== Segment start ==

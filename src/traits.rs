use core::fmt::{Debug, Display};
use num_traits::{Float, Num, One, Zero};

/// Trait for types that can be stored in a matrix.
///
/// Blanket-implemented for all types satisfying the bounds.
/// Covers `f32`, `f64`, and all integer types.
pub trait Scalar: Copy + PartialEq + Debug + Zero + One + Num {}

impl<T: Copy + PartialEq + Debug + Zero + One + Num> Scalar for T {}

/// Trait for floating-point matrix elements.
///
/// Required by everything that needs `sqrt`, `abs` or `powf`: the cellwise
/// power ops, row normalization, Jacobi rotations and the eigengap search.
/// `Display` is included so values can be printed and logged.
pub trait FloatScalar: Scalar + Float + Display {}

impl<T: Scalar + Float + Display> FloatScalar for T {}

== Segment end ==

**WHAT TO PRODUCE**
Return the records in full, exactly as they read.

**WORKED SOLUTION**
filename src/traits.rs
use core::fmt::{Debug, Display};
use num_traits::{Float, Num, One, Zero};

/// Trait for types that can be stored in a matrix.
///
/// Blanket-implemented for all types satisfying the bounds.
/// Covers `f32`, `f64`, and all integer types.
pub trait Scalar: Copy + PartialEq + Debug + Zero + One + Num {}

impl<T: Copy + PartialEq + Debug + Zero + One + Num> Scalar for T {}

/// Trait for floating-point matrix elements.
///
/// Required by everything that needs `sqrt`, `abs` or `powf`: the cellwise
/// power ops, row normalization, Jacobi rotations and the eigengap search.
/// `Display` is included so values can be printed and logged.
pub trait FloatScalar: Scalar + Float + Display {}

impl<T: Scalar + Float + Display> FloatScalar for T {}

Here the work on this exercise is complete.